‘Shipping Included’ – the Future of Direct to Consumer? An interview with Bonny Doon Vineyard

Randall Grahm

Bonny Doon Vineyard has been an innovative leader in the U.S. wine market for 3 decades. With Randall Grahm at the helm, Bonny Doon will boldly dare to go where no Rhone Ranger has gone before.   In January, they caught my attention as they jumped into new ground with revolutionary changes to their wine club. (I am a member.)

(Note – Simple Hedonisms writes primarily for consumers, but with an increase in demand recently for marketing consulting and input, I will occasionally feature a piece like this for the Industry. I hope my consumer readers will find it insightful as well, and share their feedback.)

The Genesis…

Was Meg Houston Maker, author of Maker’s Table and former executive editor of Palate Press. Meg joined Bonny Doon last September as Director of  Direct to Consumer (DTC) sales. Wasting no time, she applied her Ivy League brilliance to  examine Bonny Doon’s historical direct sales performance, review emerging trends in  DTC, and take their  consumer program down a new path.

Wine Clubs – Friend or Foe

One of my most popular articles in 2010 was “ Wine Clubs – A Review of Different Types and Benefits “ focusing on the benefit of Wine Clubs for the

Meg Houston Maker

Meg Houston Maker

consumer. For wineries, a wine club can represent a significant opportunity  in normalizing cash flow and  revenues; it helps to wake up each quarter knowing  ‘X’ percentage of sales are in the bag. (In my ‘other industry’ we call this backlog.) Wine clubs can also represent a high human touch and labor factor, but since they are sold DTC, carry a higher profit margin than distribution sales, so most wineries view Wine Club sales, and members, as very valuable.

Bonny Doon’s Challenge

Bonny Doon has a large, loyal wine club of over 3,000 members. The company has been managing multiple wine club categories at high labor cost and fulfillment complexity. Each shipment  requires considerable consumer interaction to update shipping addresses, credit card numbers, expiration dates, and member shipment customizations.

Additionally, about forty-five percent of members received 2 bottles of wine 6 times per year, and paid $14.25 per shipment for UPS charges. This meant that customers were paying about $86 per year to have a case of wine shipped to them—even though Bonny Doon was subsidizing part of these shipping costs.  (Shipping costs vary widely by state.)

Meg’s goal was to move more wine in the direct channel.

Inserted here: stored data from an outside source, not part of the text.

impl PlaybackController {
    #[must_use]
    pub fn new(transport: Box<dyn MediaTransport>) -> Self {
        Self {
            transport,
            status: PlaybackStatus::Unloaded,
            metadata: None,
            position: Duration::ZERO,
            duration: Duration::ZERO,
            speed: PlaybackSpeed::default(),
            scrub: None,
            at_end: false,
            autoplay: false,
            frame: None,
            error: None,
            zoom: ZoomTransform::default(),
        }
    }

    /// Starts playback automatically once the clip is ready.
    #[must_use]
    pub fn with_autoplay(mut self, autoplay: bool) -> Self {
        self.autoplay = autoplay;
        self
    }

    /// Initial speed, applied to the transport before loading.
    #[must_use]
    pub fn with_speed(mut self, speed: PlaybackSpeed) -> Self {
        self.change_speed(speed);
        self
    }

    /// Opens `path`, discarding everything known about the previous clip.
    pub fn load(&mut self, path: &Path) {
        self.status = PlaybackStatus::Loading;
        self.metadata = None;
        self.position = Duration::ZERO;
        self.duration = Duration::ZERO;
        self.scrub = None;
        self.at_end = false;
        self.frame = None;
        self.error = None;
        self.zoom.reset();

        if let Err(err) = self.transport.load(path) {
            tracing::warn!(path = %path.display(), error = %err, "failed to load clip");
            self.fail(err);
        }
    }

    // =========================================================================
    // Transport
    // =========================================================================

    /// Play when ready or paused, pause when playing. Paused at the end,
    /// playback restarts from the beginning.
    pub fn toggle_play(&mut self) {
        match self.status {
            PlaybackStatus::Ready | PlaybackStatus::Paused => {
                if self.at_end {
                    self.seek(Duration::ZERO);
                }
                self.command(|t| t.play());
                self.status = PlaybackStatus::Playing;
            }
            PlaybackStatus::Playing => self.pause(),
            PlaybackStatus::Unloaded | PlaybackStatus::Loading | PlaybackStatus::Error => {}
        }
    }

    pub fn pause(&mut self) {
        if self.status.is_playing() {
            self.command(|t| t.pause());
            self.status = PlaybackStatus::Paused;
        }
    }

    /// Moves one frame forward or backward, pausing first.
    pub fn step_frame(&mut self, forward: bool) {
        if !self.status.accepts_transport_commands() {
            return;
        }
        self.pause();
        let target = if forward {
            self.position.saturating_add(FRAME_STEP)
        } else {
            self.position.saturating_sub(FRAME_STEP)
        };
        self.seek(target);
    }

    pub fn change_speed(&mut self, speed: PlaybackSpeed) {
        self.speed = speed;
        self.command(|t| t.set_rate(speed));
    }

    /// Jumps to `position`, clamped to the clip.
    pub fn seek(&mut self, position: Duration) {
        if !self.status.accepts_transport_commands() {
            return;
        }
        let target = self.clamp_position(position);
        self.position = target;
        self.at_end = false;
        self.command(|t| t.seek(target));
    }

    // =========================================================================
    // Scrubbing
    // =========================================================================

    pub fn begin_scrub(&mut self) {
        if self.status.accepts_transport_commands() && self.scrub.is_none() {
            self.scrub = Some(self.position);
        }
    }

    /// Previews `position` on the seek bar. Starts a scrub if needed.
    pub fn scrub_to(&mut self, position: Duration) {
        self.begin_scrub();
        if self.scrub.is_some() {
            self.scrub = Some(self.clamp_position(position));
        }
    }

    /// Commits the previewed position.
    pub fn end_scrub(&mut self) {
        if let Some(target) = self.scrub.take() {
            self.seek(target);
        }
    }

    #[must_use]
    pub fn is_scrubbing(&self) -> bool {
        self.scrub.is_some()
    }

    // =========================================================================
    // Zoom
    // =========================================================================

    /// Sets the zoom scale keeping the content under `focal` in place.
    pub fn set_zoom(&mut self, scale: ZoomScale, focal: NormPoint) {
        self.zoom.zoom_to(scale, focal);
    }

    /// Wheel zoom by `notches` (positive zooms in).
    pub fn zoom_wheel(&mut self, notches: f32, focal: NormPoint, step: WheelZoomStep) {
        self.zoom.zoom_by(step.factor_for(notches), focal);
    }

    /// Pinch zoom by the ratio of finger distances.
    pub fn zoom_pinch(&mut self, ratio: f32, focal: NormPoint) {
        self.zoom.zoom_by(ratio, focal);
    }

    pub fn pan_by(&mut self, delta: NormPoint) {
        self.zoom.pan_by(delta);
    }

    pub fn reset_zoom(&mut self) {
        self.zoom.reset();
    }

    #[must_use]
    pub fn zoom(&self) -> &ZoomTransform {
        &self.zoom
    }

    // =========================================================================
    // Events
    // =========================================================================

    /// Drains and applies transport events. Returns true if any arrived.
    pub fn poll(&mut self) -> bool {
        let events = self.transport.poll_events();
        let changed = !events.is_empty();
        for event in events {
            self.handle_event(event);
        }
        changed
    }

    pub fn handle_event(&mut self, event: MediaEvent) {
        match event {
            MediaEvent::Loaded(metadata) => {
                if !self.status.is_loading() {
                    return;
                }
                self.metadata = Some(metadata);
                self.duration = metadata.duration;
                self.status = PlaybackStatus::Ready;
                if self.autoplay {
                    self.toggle_play();
                }
            }
            MediaEvent::Frame(frame) => {
                if self.status.is_error() {
                    return;
                }
                let pts = frame.pts();
                // Streams without a declared duration grow it as they play.
                if pts > self.duration {
                    self.duration = pts;
                }
                if self.scrub.is_none() {
                    self.position = pts;
                }
                self.frame = Some(frame);
            }
            MediaEvent::Ended => {
                if self.status.is_loaded() {
                    self.status = PlaybackStatus::Paused;
                    self.position = self.duration;
                    self.at_end = true;
                }
            }
            MediaEvent::Error(err) => {
                tracing::warn!(error = %err, "playback error");
                self.fail(err);
            }
        }
    }

    // =========================================================================
    // Queries
    // =========================================================================

    #[must_use]
    pub fn status(&self) -> PlaybackStatus {
        self.status
    }

    /// Position shown on the seek bar: the scrub preview while dragging.
    #[must_use]
    pub fn displayed_position(&self) -> Duration {
        self.scrub.unwrap_or(self.position)
    }

    #[must_use]
    pub fn position(&self) -> Duration {
        self.position
    }

    #[must_use]
    pub fn duration(&self) -> Duration {
        self.duration
    }

    #[must_use]
    pub fn speed(&self) -> PlaybackSpeed {
        self.speed
    }

    #[must_use]
    pub fn frame(&self) -> Option<&VideoFrame> {
        self.frame.as_ref()
    }

    #[must_use]
    pub fn metadata(&self) -> Option<&VideoMetadata> {
        self.metadata.as_ref()
    }

    #[must_use]
    pub fn error(&self) -> Option<&VideoError> {
        self.error.as_ref()
    }

    #[must_use]
    pub fn is_at_end(&self) -> bool {
        self.at_end
    }

    fn clamp_position(&self, position: Duration) -> Duration {
        if self.duration.is_zero() {
            position
        } else {
            position.min(self.duration)
        }
    }

    fn fail(&mut self, err: VideoError) {
        self.status = PlaybackStatus::Error;
        self.scrub = None;
        self.error = Some(err);
    }

    fn command<F>(&mut self, f: F)
    where
        F: FnOnce(&mut dyn MediaTransport) -> Result<(), VideoError>,
    {
        if let Err(err) = f(self.transport.as_mut()) {
            // Before the first load there is nothing to command.
            if self.status != PlaybackStatus::Unloaded {
                tracing::warn!(error = %err, "transport command failed");
                self.fail(err);
            }
        }
    }
}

To do so, part of the strategy was to encourage members to take more wine per shipment, fewer times per year. Through number crunching and detailed analysis, it became clear that simply sending more bottles per wine club shipment four times per year rather than six would lower the total shipping costs to club members while also reducing the effort needed to process the shipments.  It would also be greener: this change alone meant 31% fewer shipments per year, a substantial carbon savings.

One possible consumer objection to larger shipments, especially in tight times, is  that smaller shipments allow the consumer’s cash payout to be more spread out.  Could the perceived negative of larger shipments be  addressed by capitalizing on people’s general abhorrence of shipping costs?  When Bonny Doon has run ‘shipping included’ offers for orders over a certain dollar threshold—$99 or $129, for example—they see a significant jump in large orders.

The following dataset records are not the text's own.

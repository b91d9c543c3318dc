// SPDX-License-Identifier: MPL-2.0
//! Application root state and orchestration between the three screens.
//!
//! The `App` struct wires together the overview page, the leaderboard and
//! the quiz, and translates their events into side effects like opening
//! links or raising toasts. Startup resolves the configuration, the locale
//! and the clip catalog once; nothing is written back to disk.

mod message;
pub mod paths;
mod screen;
mod subscription;
mod update;
mod view;

pub use message::{Flags, Message};
pub use screen::Screen;

use crate::config;
use crate::i18n::fluent::I18n;
use crate::media::catalog::{self as catalog_source, CatalogSelection};
use crate::ui::leaderboard;
use crate::ui::notifications::{self, Notification};
use crate::ui::overview;
use crate::ui::quiz::{self, PlaybackOptions};
use crate::ui::theming::ThemeMode;
use crate::video_player::ffmpeg_transport;
use iced::{window, Element, Subscription, Task, Theme};
use std::fmt;
use std::path::PathBuf;

/// Root Iced application state.
pub struct App {
    pub i18n: I18n,
    screen: Screen,
    theme_mode: ThemeMode,
    overview: overview::State,
    leaderboard: leaderboard::State,
    quiz: quiz::State,
    /// Toast notification manager for user feedback.
    notifications: notifications::Manager,
}

impl fmt::Debug for App {
    fn fmt(&self, f: &mut fmt::Formatter<'_>) -> fmt::Result {
        f.debug_struct("App")
            .field("screen", &self.screen)
            .field("quiz", &self.quiz)
            .finish_non_exhaustive()
    }
}

pub const WINDOW_DEFAULT_HEIGHT: u32 = 800;
pub const WINDOW_DEFAULT_WIDTH: u32 = 1100;
pub const MIN_WINDOW_HEIGHT: u32 = 600;
pub const MIN_WINDOW_WIDTH: u32 = 760;

/// Builds the window settings
pub fn window_settings() -> window::Settings {
    window::Settings {
        size: iced::Size::new(WINDOW_DEFAULT_WIDTH as f32, WINDOW_DEFAULT_HEIGHT as f32),
        min_size: Some(iced::Size::new(
            MIN_WINDOW_WIDTH as f32,
            MIN_WINDOW_HEIGHT as f32,
        )),
        ..window::Settings::default()
    }
}

/// Entry point used by `main.rs` to launch the Iced application loop.
pub fn run(flags: Flags) -> iced::Result {
    use std::cell::RefCell;

    // iced 0.14 requires a Fn boot closure; flags are consumed once.
    let boot_state = RefCell::new(Some(flags));
    let boot = move || {
        let flags = boot_state
            .borrow_mut()
            .take()
            .expect("Boot function called more than once");
        App::new(flags)
    };

    iced::application(boot, App::update, App::view)
        .title(App::title)
        .theme(App::theme)
        .window(window_settings())
        .subscription(App::subscription)
        .run()
}

/// Resolves the clip catalog from CLI flags first, then the config file.
fn select_catalog(flags: &Flags, config: &config::Config) -> CatalogSelection {
    let catalog_path = flags
        .catalog
        .as_ref()
        .map(PathBuf::from)
        .or_else(|| config.quiz.catalog_path.clone());
    let media_dir = flags
        .media_dir
        .as_ref()
        .map(PathBuf::from)
        .or_else(|| config.quiz.media_dir.clone());

    // The default data directory only serves as a base for relative paths;
    // it is never scanned implicitly.
    let scan_dir = media_dir.as_deref();
    let mut selection = catalog_source::select(catalog_path.as_deref(), scan_dir)
        .expect("bundled catalog is valid");
    if selection.media_dir.is_none() {
        selection.media_dir = paths::default_media_dir();
    }
    selection
}

impl App {
    /// Builds the application state from the CLI flags, the config file and
    /// the selected catalog.
    fn new(flags: Flags) -> (Self, Task<Message>) {
        paths::init_cli_overrides(flags.config_dir.clone());
        let (config, config_warning) = config::load();
        let i18n = I18n::new(flags.lang.clone(), &config);

        let selection = select_catalog(&flags, &config);
        tracing::info!(
            source = ?selection.source,
            clips = selection.catalog.len(),
            "quiz catalog ready"
        );

        let options = PlaybackOptions {
            speed: config.quiz.speed(),
            autoplay: config.quiz.autoplay(),
            wheel_step: config.zoom.wheel_step(),
        };

        let mut notifications = notifications::Manager::new();
        for key in [config_warning, selection.warning].into_iter().flatten() {
            notifications.push(Notification::warning(key));
        }

        let app = App {
            i18n,
            screen: Screen::default(),
            theme_mode: config.general.theme_mode,
            overview: overview::State::new(),
            leaderboard: leaderboard::State::new(),
            quiz: quiz::State::new(
                selection.catalog,
                selection.media_dir,
                options,
                Box::new(ffmpeg_transport),
            ),
            notifications,
        };

        (app, Task::none())
    }

    fn title(&self) -> String {
        self.i18n.tr("window-title")
    }

    fn theme(&self) -> Theme {
        self.theme_mode.theme()
    }

    fn subscription(&self) -> Subscription<Message> {
        let tick_sub = subscription::create_tick_subscription(
            self.quiz.needs_tick(),
            self.overview.needs_tick() || self.notifications.has_notifications(),
        );
        let gesture_sub = subscription::create_gesture_subscription(self.quiz.gesture_active());

        Subscription::batch([tick_sub, gesture_sub])
    }

    fn update(&mut self, message: Message) -> Task<Message> {
        let mut ctx = update::UpdateContext {
            screen: &mut self.screen,
            overview: &mut self.overview,
            leaderboard: &mut self.leaderboard,
            quiz: &mut self.quiz,
            notifications: &mut self.notifications,
        };

        match message {
            Message::Header(message) => update::handle_header_message(&mut ctx, message),
            Message::Overview(message) => update::handle_overview_message(&mut ctx, message),
            Message::Leaderboard(message) => {
                update::handle_leaderboard_message(&mut ctx, message)
            }
            Message::Quiz(message) => update::handle_quiz_message(&mut ctx, message),
            Message::Notification(message) => {
                ctx.notifications.handle_message(&message);
                Task::none()
            }
            Message::Tick(now) => update::handle_tick(&mut ctx, now),
        }
    }

    fn view(&self) -> Element<'_, Message> {
        view::view(view::ViewContext {
            i18n: &self.i18n,
            screen: self.screen,
            overview: &self.overview,
            leaderboard: &self.leaderboard,
            quiz: &self.quiz,
            notifications: &self.notifications,
        })
    }
}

Shipping Included, Explained

What does “shipping included” really mean? Free shipping? A hidden cost buried in?  Unfortunately, consumers often think the latter.  So why do wineries use this term? The good people at the ABC , protecting us from harm’s way,  do not allow wineries to say ‘free shipping.’ (Some businesses still do, but that’s technically not allowed and can lead to trouble.) “Shipping included” almost always means free.  But people aren’t sure, which is why you may also see offers like “shipping for $1.”)

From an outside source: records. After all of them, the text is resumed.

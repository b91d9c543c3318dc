// SPDX-License-Identifier: MPL-2.0
//! Notification queue with a cap on visible toasts.

use super::notification::{Notification, NotificationId};
use std::collections::VecDeque;
use std::time::Instant;

/// Maximum number of notifications visible at once.
const MAX_VISIBLE: usize = 3;

#[derive(Debug, Clone)]
pub enum Message {
    Dismiss(NotificationId),
}

#[derive(Debug, Default)]
pub struct Manager {
    visible: VecDeque<Notification>,
    queue: VecDeque<Notification>,
}

impl Manager {
    #[must_use]
    pub fn new() -> Self {
        Self::default()
    }

    /// Shows `notification` now, or queues it when the screen is full.
    pub fn push(&mut self, notification: Notification) {
        tracing::debug!(key = notification.message_key(), "notification");
        if self.visible.len() < MAX_VISIBLE {
            self.visible.push_back(notification);
        } else {
            self.queue.push_back(notification);
        }
    }

    /// Returns `true` if the notification was found and removed.
    pub fn dismiss(&mut self, id: NotificationId) -> bool {
        if let Some(pos) = self.visible.iter().position(|n| n.id() == id) {
            self.visible.remove(pos);
            self.promote_from_queue();
            return true;
        }
        if let Some(pos) = self.queue.iter().position(|n| n.id() == id) {
            self.queue.remove(pos);
            return true;
        }
        false
    }

    /// Drops expired toasts.
    pub fn tick(&mut self, now: Instant) {
        let before = self.visible.len();
        self.visible.retain(|n| !n.is_expired(now));
        if self.visible.len() < before {
            self.promote_from_queue();
        }
    }

    pub fn handle_message(&mut self, message: &Message) {
        match message {
            Message::Dismiss(id) => {
                self.dismiss(*id);
            }
        }
    }

    pub fn visible(&self) -> impl Iterator<Item = &Notification> {
        self.visible.iter()
    }

    #[must_use]
    pub fn has_notifications(&self) -> bool {
        !self.visible.is_empty() || !self.queue.is_empty()
    }

    fn promote_from_queue(&mut self) {
        while self.visible.len() < MAX_VISIBLE {
            match self.queue.pop_front() {
                Some(notification) => self.visible.push_back(notification),
                None => break,
            }
        }
    }
}

#[cfg(test)]
mod tests {
    use super::*;
    use std::time::Duration;

    #[test]
    fn new_manager_is_empty() {
        assert!(!Manager::new().has_notifications());
    }

    #[test]
    fn overflow_is_queued_then_promoted() {
        let mut manager = Manager::new();
        for i in 0..4 {
            manager.push(Notification::error(format!("key-{i}")));
        }
        assert_eq!(manager.visible().count(), MAX_VISIBLE);

        let first = manager.visible().next().map(Notification::id).unwrap();
        assert!(manager.dismiss(first));
        let keys: Vec<_> = manager.visible().map(|n| n.message_key().to_string()).collect();
        assert_eq!(keys, vec!["key-1", "key-2", "key-3"]);
    }

    #[test]
    fn tick_removes_expired_warnings_only() {
        let mut manager = Manager::new();
        manager.push(Notification::warning("config"));
        manager.push(Notification::error("video"));

        manager.tick(Instant::now() + Duration::from_secs(10));
        let keys: Vec<_> = manager.visible().map(Notification::message_key).collect();
        assert_eq!(keys, vec!["video"]);
    }

    #[test]
    fn dismiss_message_removes_toast() {
        let mut manager = Manager::new();
        let notification = Notification::info("hello");
        let id = notification.id();
        manager.push(notification);
        manager.handle_message(&Message::Dismiss(id));
        assert!(!manager.has_notifications());
    }
}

Back to Bonny Doon Wine Club & Numbers Analysis

Through detailed analysis, Meg realized that fully subsidizing shipping cost to wine club members might be the answer to shipping more wine in fewer shipments, increasing the volume of wine sent to wine club members and making it easier  to sell the club to new members in the tasting room, online, and at events. And the consumer would win by paying less overall per bottle.

But what about profits? Bonny Doon already has consumer friendly pricing (see my Clos du Gilroy review) and they have to make a profit. Clearly net margins (profits) per transaction would be lower with a higher shipping subsidy. But would net margin dollars, be higher, if overall more bottles of wine were moved to offset the lower transaction margins?

The Math

Lets look at some sample math. (These numbers are my own invention for illustration purposes.)

  • Let’s assume a wine club shipment of 6,000 bottles at $20 a bottle with a 30% margin.
    • This shipment would yield $36,000 profit.
  • Now let’s assume a shipment of 10,000 at $20 a bottle and a 23% margin.
    • This would equal $46,000 net profit—in other words, a lower margin per sale, but a net overall increase in margin dollars.

Now that the onus is on BDV to carry shipping costs, they’re exploring an alternative shipping company to save costs, too, and increase consumer satisfaction.

Results To Date

How has it worked?  So far – wonderfully.  BDV launched a massive communications effort in January to roll out the new shipping-included offer to all existing club members. A key goal was to get those who currently receive 2 bottles six times per year to take 4 bottles four times per year; any who did would pay no shipping fees. The result: Ninety percent of those 2-bottle, six times per year members have agreed to step up to 4 bottles, four times per year.  It’s kind of a no brainer, really, for most. They buy more wine, but this is almost completely offset by the savings of $86 in shipping costs. The net result is that for about $25 more dollars per year, they get four additional bottles of wine.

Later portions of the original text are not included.